What is expected: Report the count of lines in the records that contain "EnvFilter", without any added text.
==*==
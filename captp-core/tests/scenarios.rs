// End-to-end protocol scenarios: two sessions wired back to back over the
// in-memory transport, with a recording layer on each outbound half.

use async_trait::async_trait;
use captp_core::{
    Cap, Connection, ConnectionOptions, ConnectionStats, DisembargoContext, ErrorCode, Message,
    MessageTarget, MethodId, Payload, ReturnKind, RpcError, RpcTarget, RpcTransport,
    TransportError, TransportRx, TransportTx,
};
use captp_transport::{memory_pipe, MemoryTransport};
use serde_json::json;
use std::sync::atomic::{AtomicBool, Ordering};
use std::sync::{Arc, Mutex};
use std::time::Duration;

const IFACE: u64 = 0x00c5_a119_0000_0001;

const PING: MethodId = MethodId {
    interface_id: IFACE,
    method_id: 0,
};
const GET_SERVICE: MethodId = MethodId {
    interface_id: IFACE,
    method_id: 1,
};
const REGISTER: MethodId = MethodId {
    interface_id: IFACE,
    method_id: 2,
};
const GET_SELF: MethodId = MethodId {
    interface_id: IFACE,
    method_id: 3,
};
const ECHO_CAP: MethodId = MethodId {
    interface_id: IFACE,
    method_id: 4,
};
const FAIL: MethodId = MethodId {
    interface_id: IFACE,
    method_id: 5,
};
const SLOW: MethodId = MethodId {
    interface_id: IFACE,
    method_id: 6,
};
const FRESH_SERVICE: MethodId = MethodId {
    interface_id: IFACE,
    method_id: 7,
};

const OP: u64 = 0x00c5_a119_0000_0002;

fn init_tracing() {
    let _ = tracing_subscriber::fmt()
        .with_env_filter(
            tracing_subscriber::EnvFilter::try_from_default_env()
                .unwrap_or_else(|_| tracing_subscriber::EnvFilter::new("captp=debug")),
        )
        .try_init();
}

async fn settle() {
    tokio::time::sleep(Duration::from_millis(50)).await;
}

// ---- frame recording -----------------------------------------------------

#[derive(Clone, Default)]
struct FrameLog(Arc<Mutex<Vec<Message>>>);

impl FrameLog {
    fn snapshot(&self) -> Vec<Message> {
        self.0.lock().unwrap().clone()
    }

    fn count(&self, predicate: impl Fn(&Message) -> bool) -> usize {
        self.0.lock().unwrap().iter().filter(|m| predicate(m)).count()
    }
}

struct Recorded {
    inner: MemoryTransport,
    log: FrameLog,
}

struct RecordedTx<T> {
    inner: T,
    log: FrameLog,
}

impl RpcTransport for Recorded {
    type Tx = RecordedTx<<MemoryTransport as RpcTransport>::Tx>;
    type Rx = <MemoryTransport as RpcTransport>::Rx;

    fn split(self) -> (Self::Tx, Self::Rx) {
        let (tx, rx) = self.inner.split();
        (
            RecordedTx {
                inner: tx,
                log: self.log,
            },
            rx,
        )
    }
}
==*==
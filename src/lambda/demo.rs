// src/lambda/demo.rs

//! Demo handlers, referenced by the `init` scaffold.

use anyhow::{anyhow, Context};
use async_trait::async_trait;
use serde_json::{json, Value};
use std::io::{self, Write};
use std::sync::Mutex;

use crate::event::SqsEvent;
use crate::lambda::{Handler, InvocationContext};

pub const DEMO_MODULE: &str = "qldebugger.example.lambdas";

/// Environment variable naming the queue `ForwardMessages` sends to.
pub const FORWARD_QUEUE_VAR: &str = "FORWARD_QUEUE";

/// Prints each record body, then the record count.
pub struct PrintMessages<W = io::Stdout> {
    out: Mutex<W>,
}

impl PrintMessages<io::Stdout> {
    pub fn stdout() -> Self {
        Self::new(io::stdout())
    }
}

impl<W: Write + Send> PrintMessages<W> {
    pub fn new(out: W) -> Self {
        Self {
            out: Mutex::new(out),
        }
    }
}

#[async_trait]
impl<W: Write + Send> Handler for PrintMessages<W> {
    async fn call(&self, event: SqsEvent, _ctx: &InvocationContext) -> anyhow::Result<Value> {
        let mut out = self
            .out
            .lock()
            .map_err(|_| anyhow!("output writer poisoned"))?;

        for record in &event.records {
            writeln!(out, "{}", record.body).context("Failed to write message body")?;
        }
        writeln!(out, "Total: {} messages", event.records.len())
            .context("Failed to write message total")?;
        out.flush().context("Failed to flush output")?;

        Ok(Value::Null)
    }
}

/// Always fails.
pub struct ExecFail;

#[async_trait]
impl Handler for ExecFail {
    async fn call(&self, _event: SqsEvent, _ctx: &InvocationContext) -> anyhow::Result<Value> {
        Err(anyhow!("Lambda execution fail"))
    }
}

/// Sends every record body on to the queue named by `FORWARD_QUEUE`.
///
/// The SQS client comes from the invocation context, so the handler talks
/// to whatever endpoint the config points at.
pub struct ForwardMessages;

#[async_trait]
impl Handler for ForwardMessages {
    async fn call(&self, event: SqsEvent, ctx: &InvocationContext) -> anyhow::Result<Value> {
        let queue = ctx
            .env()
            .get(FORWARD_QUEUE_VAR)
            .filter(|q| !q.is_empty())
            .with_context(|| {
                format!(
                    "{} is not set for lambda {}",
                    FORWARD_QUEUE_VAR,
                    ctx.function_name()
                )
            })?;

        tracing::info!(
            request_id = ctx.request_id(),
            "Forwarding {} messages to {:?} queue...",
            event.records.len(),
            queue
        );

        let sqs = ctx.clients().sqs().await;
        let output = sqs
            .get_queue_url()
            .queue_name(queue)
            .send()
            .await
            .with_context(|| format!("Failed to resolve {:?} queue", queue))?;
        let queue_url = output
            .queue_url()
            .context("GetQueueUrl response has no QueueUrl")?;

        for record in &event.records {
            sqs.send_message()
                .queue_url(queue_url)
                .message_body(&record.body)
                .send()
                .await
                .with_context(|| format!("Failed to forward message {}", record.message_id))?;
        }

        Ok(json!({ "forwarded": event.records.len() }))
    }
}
==*==
Exercise result: 2